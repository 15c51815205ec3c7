use std::path::{Path, PathBuf};

use anyhow::Context;
use chrono::{DateTime, Utc};
use tokio::fs;

use mctl_types::Task;

/// Markdown deliverables and error reports under `<state_dir>/artifacts`.
#[derive(Debug, Clone)]
pub struct ArtifactStore {
    dir: PathBuf,
}

impl ArtifactStore {
    pub fn new(state_dir: &Path) -> Self {
        Self {
            dir: state_dir.join("artifacts"),
        }
    }

    pub fn dir(&self) -> &Path {
        &self.dir
    }

    pub fn deliverable_path(&self, task_id: &str) -> PathBuf {
        self.dir.join(format!("{}.md", file_safe(task_id)))
    }

    pub fn error_report_path(&self, task_id: &str, run_id: &str) -> PathBuf {
        self.dir
            .join(format!("{}.{}.error.md", file_safe(task_id), file_safe(run_id)))
    }

    pub async fn write_deliverable(
        &self,
        task: &Task,
        body: &str,
        approved_by: Option<&str>,
        now: DateTime<Utc>,
    ) -> anyhow::Result<PathBuf> {
        let mut doc = format!("# {}\n\n", task.title.trim());
        doc.push_str(&format!("- task: `{}`\n", task.id));
        doc.push_str(&format!("- owner: `{}`\n", task.owner_role_id));
        if let Some(approver) = approved_by {
            doc.push_str(&format!("- approved_by: {approver}\n"));
        }
        doc.push_str(&format!("- archived_at: {}\n\n", now.to_rfc3339()));
        doc.push_str(body.trim());
        doc.push('\n');
        let path = self.deliverable_path(&task.id);
        self.write(&path, &doc).await?;
        Ok(path)
    }

    pub async fn write_error_report(
        &self,
        task_id: &str,
        run_id: &str,
        report: &str,
    ) -> anyhow::Result<PathBuf> {
        let path = self.error_report_path(task_id, run_id);
        self.write(&path, report).await?;
        Ok(path)
    }

    /// Deletes the deliverable and every error report of a task. Returns the number removed.
    pub async fn remove_for_task(&self, task_id: &str) -> anyhow::Result<usize> {
        let prefix = format!("{}.", file_safe(task_id));
        let mut removed = 0;
        let mut entries = match fs::read_dir(&self.dir).await {
            Ok(rd) => rd,
            Err(err) if err.kind() == std::io::ErrorKind::NotFound => return Ok(0),
            Err(err) => return Err(err.into()),
        };
        while let Some(entry) = entries.next_entry().await? {
            let name = entry.file_name().to_string_lossy().to_string();
            if name.starts_with(&prefix) && name.ends_with(".md") {
                fs::remove_file(entry.path()).await?;
                removed += 1;
            }
        }
        Ok(removed)
    }

    async fn write(&self, path: &Path, contents: &str) -> anyhow::Result<()> {
        fs::create_dir_all(&self.dir)
            .await
            .with_context(|| format!("failed to create {}", self.dir.display()))?;
        fs::write(path, contents)
            .await
            .with_context(|| format!("failed to write {}", path.display()))
    }
}

pub fn render_error_report(
    task: &Task,
    run_id: &str,
    code: &str,
    message: &str,
    at: DateTime<Utc>,
) -> String {
    format!(
        "# Run failed: {}\n\n\
| field | value |\n|---|---|\n\
| task | `{}` |\n| run | `{}` |\n| role | `{}` |\n| error_code | `{}` |\n| failed_at | {} |\n\n\
## Error\n\n{}\n\n\
The loop does not retry on its own. Use retry or dispatch to start a new run.\n",
        task.title.trim(),
        task.id,
        run_id,
        task.owner_role_id,
        code,
        at.to_rfc3339(),
        message.trim()
    )
}

fn file_safe(id: &str) -> String {
    id.chars()
        .map(|c| {
            if c.is_ascii_alphanumeric() || c == '-' || c == '_' {
                c
            } else {
                '_'
            }
        })
        .collect()
}
use chrono::{DateTime, Utc};
use serde::{Deserialize, Serialize};

#[derive(Debug, Clone, Copy, PartialEq, Eq, Hash, Serialize, Deserialize)]
#[serde(rename_all = "snake_case")]
pub enum RunStatus {
    Queued,
    Running,
    Completed,
    Failed,
    HitlReview,
    /// Closed by ghost-run reconciliation.
    Archived,
}

impl RunStatus {
    pub fn is_open(self) -> bool {
        matches!(
            self,
            RunStatus::Queued | RunStatus::Running | RunStatus::HitlReview
        )
    }
}

#[derive(Debug, Clone, Serialize, Deserialize)]
pub struct Run {
    pub id: String,
    pub task_id: String,
    pub role_id: String,
    pub session_key: String,
    pub status: RunStatus,
    /// Tenant of whoever triggered this run; checked against task tenants on every tool call.
    pub requester_tenant: String,
    #[serde(default, skip_serializing_if = "Option::is_none")]
    pub prompt: Option<String>,
    #[serde(default, skip_serializing_if = "Option::is_none")]
    pub stream_id: Option<String>,
    pub started_at: DateTime<Utc>,
    #[serde(default, skip_serializing_if = "Option::is_none")]
    pub ended_at: Option<DateTime<Utc>>,
    #[serde(default, skip_serializing_if = "Option::is_none")]
    pub output_summary: Option<String>,
    #[serde(default, skip_serializing_if = "Option::is_none")]
    pub error_message: Option<String>,
}

impl Run {
    pub fn start(
        task_id: impl Into<String>,
        role_id: impl Into<String>,
        requester_tenant: impl Into<String>,
        now: DateTime<Utc>,
    ) -> Self {
        let task_id = task_id.into();
        let role_id = role_id.into();
        let id = crate::new_id("run");
        let session_key = format!("mctl:{role_id}:{task_id}:{id}");
        Self {
            id,
            task_id,
            role_id,
            session_key,
            status: RunStatus::Running,
            requester_tenant: requester_tenant.into(),
            prompt: None,
            stream_id: None,
            started_at: now,
            ended_at: None,
            output_summary: None,
            error_message: None,
        }
    }
}
//! Deterministic doubles for the LLM peer and the notifier, plus a throwaway
//! `MissionControl` rooted in a temp directory.

use std::collections::{HashMap, HashSet, VecDeque};
use std::path::PathBuf;
use std::sync::Arc;

use async_trait::async_trait;
use serde_json::{json, Value};
use tokio::sync::{mpsc, Mutex, Notify};
use tokio_stream::wrappers::UnboundedReceiverStream;
use uuid::Uuid;

use crate::{
    ConfigStore, LlmPeer, MissionControl, Notification, Notifier, PeerEvent, PeerRequest,
    PeerSession, TokenUsage, ToolOutput,
};

pub const DEFAULT_REPLY: &str = "Scripted reply.";

/// What one `send` on the [`ScriptedPeer`] produces.
#[derive(Debug, Clone)]
pub enum ScriptedSession {
    /// Each turn is pushed once every distinct tool call of the previous turn has a result.
    Turns(Vec<Vec<PeerEvent>>),
    /// Like `Turns`, but the first turn waits until `release` is notified.
    Held {
        release: Arc<Notify>,
        turns: Vec<Vec<PeerEvent>>,
    },
    /// Opens a stream that never yields.
    Hang,
    /// Answers every tool result with another call to the same tool.
    Endless { tool: String, args: Value },
    /// `send` itself fails.
    Fail(String),
}

impl ScriptedSession {
    pub fn reply(text: &str) -> Self {
        Self::Turns(vec![reply_turn(text)])
    }

    pub fn held_reply(release: Arc<Notify>, text: &str) -> Self {
        Self::Held {
            release,
            turns: vec![reply_turn(text)],
        }
    }

    pub fn reply_with_usage(text: &str, prompt_tokens: u64, completion_tokens: u64) -> Self {
        Self::Turns(vec![vec![
            PeerEvent::TextDelta {
                text: text.to_string(),
            },
            PeerEvent::Final {
                text: None,
                usage: Some(TokenUsage {
                    prompt_tokens,
                    completion_tokens,
                    total_tokens: 0,
                }),
            },
        ]])
    }

    pub fn tool_then_reply(tool: &str, args: Value, text: &str) -> Self {
        Self::Turns(vec![
            vec![tool_call("call_1", tool, args)],
            vec![PeerEvent::Final {
                text: Some(text.to_string()),
                usage: None,
            }],
        ])
    }
}

fn reply_turn(text: &str) -> Vec<PeerEvent> {
    vec![
        PeerEvent::TextDelta {
            text: text.to_string(),
        },
        PeerEvent::Final {
            text: None,
            usage: None,
        },
    ]
}

pub fn tool_call(id: &str, name: &str, arguments: Value) -> PeerEvent {
    PeerEvent::ToolCall {
        id: id.to_string(),
        name: name.to_string(),
        arguments,
    }
}

struct LiveStream {
    tx: mpsc::UnboundedSender<anyhow::Result<PeerEvent>>,
    turns: VecDeque<Vec<PeerEvent>>,
    awaiting: HashSet<String>,
    endless: Option<(String, Value)>,
    emitted: usize,
}

impl LiveStream {
    fn push_turn(&mut self, turn: Vec<PeerEvent>) {
        self.awaiting = turn
            .iter()
            .filter_map(|event| match event {
                PeerEvent::ToolCall { id, .. } => Some(id.clone()),
                _ => None,
            })
            .collect();
        for event in turn {
            let _ = self.tx.send(Ok(event));
        }
    }

    fn push_endless_call(&mut self) {
        if let Some((tool, args)) = self.endless.clone() {
            self.emitted += 1;
            let call = tool_call(&format!("call_{}", self.emitted), &tool, args);
            self.push_turn(vec![call]);
        }
    }
}

#[derive(Default)]
struct PeerState {
    scripts: VecDeque<ScriptedSession>,
    live: HashMap<String, LiveStream>,
    requests: Vec<PeerRequest>,
    tool_results: Vec<(String, ToolOutput)>,
}

/// Replays queued sessions in order. Without a script it answers with [`DEFAULT_REPLY`].
#[derive(Default)]
pub struct ScriptedPeer {
    state: Arc<Mutex<PeerState>>,
}

impl ScriptedPeer {
    pub fn new() -> Self {
        Self::default()
    }

    pub async fn push(&self, session: ScriptedSession) {
        self.state.lock().await.scripts.push_back(session);
    }

    pub async fn requests(&self) -> Vec<PeerRequest> {
        self.state.lock().await.requests.clone()
    }

    pub async fn prompts(&self) -> Vec<String> {
        self.state
            .lock()
            .await
            .requests
            .iter()
            .map(|req| req.prompt.clone())
            .collect()
    }

    pub async fn tool_results(&self) -> Vec<(String, ToolOutput)> {
        self.state.lock().await.tool_results.clone()
    }
}

#[async_trait]
impl LlmPeer for ScriptedPeer {
    fn name(&self) -> &str {
        "scripted"
    }

    async fn send(&self, request: PeerRequest) -> anyhow::Result<PeerSession> {
        let mut state = self.state.lock().await;
        state.requests.push(request);
        let script = state
            .scripts
            .pop_front()
            .unwrap_or_else(|| ScriptedSession::reply(DEFAULT_REPLY));

        let (tx, rx) = mpsc::unbounded_channel();
        let mut live = LiveStream {
            tx,
            turns: VecDeque::new(),
            awaiting: HashSet::new(),
            endless: None,
            emitted: 0,
        };
        let stream_id = format!("stream_{}", Uuid::new_v4().simple());
        match script {
            ScriptedSession::Fail(message) => anyhow::bail!(message),
            ScriptedSession::Hang => {}
            ScriptedSession::Held { release, turns } => {
                live.turns = turns.into();
                let shared = self.state.clone();
                let id = stream_id.clone();
                tokio::spawn(async move {
                    release.notified().await;
                    let mut state = shared.lock().await;
                    if let Some(live) = state.live.get_mut(&id) {
                        if let Some(first) = live.turns.pop_front() {
                            live.push_turn(first);
                        }
                    }
                });
            }
            ScriptedSession::Endless { tool, args } => {
                live.endless = Some((tool, args));
                live.push_endless_call();
            }
            ScriptedSession::Turns(turns) => {
                live.turns = turns.into();
                if let Some(first) = live.turns.pop_front() {
                    live.push_turn(first);
                }
            }
        }

        state.live.insert(stream_id.clone(), live);
        Ok(PeerSession {
            stream_id,
            model: Some("scripted-model".to_string()),
            events: Box::pin(UnboundedReceiverStream::new(rx)),
        })
    }

    async fn submit_tool_result(
        &self,
        stream_id: &str,
        call_id: &str,
        output: &ToolOutput,
    ) -> anyhow::Result<()> {
        let mut state = self.state.lock().await;
        state
            .tool_results
            .push((call_id.to_string(), output.clone()));
        let Some(live) = state.live.get_mut(stream_id) else {
            anyhow::bail!("unknown stream `{stream_id}`");
        };
        live.awaiting.remove(call_id);
        if !live.awaiting.is_empty() {
            return Ok(());
        }
        if live.endless.is_some() {
            live.push_endless_call();
        } else if let Some(next) = live.turns.pop_front() {
            live.push_turn(next);
        } else {
            live.push_turn(vec![PeerEvent::Final {
                text: None,
                usage: None,
            }]);
        }
        Ok(())
    }
}

/// Collects notifications instead of sending them.
#[derive(Default)]
pub struct RecordingNotifier {
    sent: Mutex<Vec<Notification>>,
}

impl RecordingNotifier {
    pub async fn sent(&self) -> Vec<Notification> {
        self.sent.lock().await.clone()
    }
}

#[async_trait]
impl Notifier for RecordingNotifier {
    fn name(&self) -> &str {
        "recording"
    }

    async fn notify(&self, notification: &Notification) -> anyhow::Result<()> {
        self.sent.lock().await.push(notification.clone());
        Ok(())
    }
}

pub struct TestHarness {
    pub mc: MissionControl,
    pub peer: Arc<ScriptedPeer>,
    pub notifier: Arc<RecordingNotifier>,
    pub dir: PathBuf,
}

impl Drop for TestHarness {
    fn drop(&mut self) {
        let _ = std::fs::remove_dir_all(&self.dir);
    }
}

/// Builds a core on a fresh temp state dir. `overrides` is merged as the CLI config layer.
pub async fn test_mission_control(overrides: Value) -> anyhow::Result<TestHarness> {
    let dir = std::env::temp_dir().join(format!("mctl-test-{}", Uuid::new_v4()));
    let mut layer = json!({"execution": {"side_effect_max_attempts": 1}});
    crate::deep_merge(&mut layer, &overrides);
    let config = ConfigStore::isolated(&dir, Some(layer)).await?;
    let peer = Arc::new(ScriptedPeer::new());
    let notifier = Arc::new(RecordingNotifier::default());
    let mc = MissionControl::new(&dir, config, peer.clone(), notifier.clone()).await?;
    Ok(TestHarness {
        mc,
        peer,
        notifier,
        dir,
    })
}
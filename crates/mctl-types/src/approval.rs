use chrono::{DateTime, Utc};
use serde::{Deserialize, Serialize};

pub const GATE_EXECUTION_COMPLETED: &str = "execution_completed_needs_review";

#[derive(Debug, Clone, Copy, PartialEq, Eq, Hash, Serialize, Deserialize)]
#[serde(rename_all = "snake_case")]
pub enum ApprovalStatus {
    Pending,
    Approved,
    Rejected,
}

#[derive(Debug, Clone, Serialize, Deserialize)]
pub struct Approval {
    pub id: String,
    pub task_id: String,
    #[serde(default, skip_serializing_if = "Option::is_none")]
    pub run_id: Option<String>,
    pub gate_reason: String,
    pub status: ApprovalStatus,
    #[serde(default, skip_serializing_if = "Option::is_none")]
    pub decision_note: Option<String>,
    #[serde(default, skip_serializing_if = "Option::is_none")]
    pub decided_by: Option<String>,
    pub created_at: DateTime<Utc>,
    #[serde(default, skip_serializing_if = "Option::is_none")]
    pub decided_at: Option<DateTime<Utc>>,
}

impl Approval {
    pub fn pending(
        task_id: impl Into<String>,
        run_id: Option<String>,
        gate_reason: impl Into<String>,
        now: DateTime<Utc>,
    ) -> Self {
        Self {
            id: crate::new_id("apr"),
            task_id: task_id.into(),
            run_id,
            gate_reason: gate_reason.into(),
            status: ApprovalStatus::Pending,
            decision_note: None,
            decided_by: None,
            created_at: now,
            decided_at: None,
        }
    }

    pub fn policy_reason(reason: &str) -> String {
        format!("policy:{reason}")
    }
}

###

TASK REQUIREMENTS
Beginning with the very first line of the material, please return exactly each line down to and including the one with "pub fn new(state_dir: &Path)".

OUTPUT
repository 15c51815205ec3c7
use std::path::{Path, PathBuf};

use anyhow::Context;
use chrono::{DateTime, Utc};
use tokio::fs;

use mctl_types::Task;

/// Markdown deliverables and error reports under `<state_dir>/artifacts`.
#[derive(Debug, Clone)]
pub struct ArtifactStore {
    dir: PathBuf,
}

impl ArtifactStore {
    pub fn new(state_dir: &Path) -> Self {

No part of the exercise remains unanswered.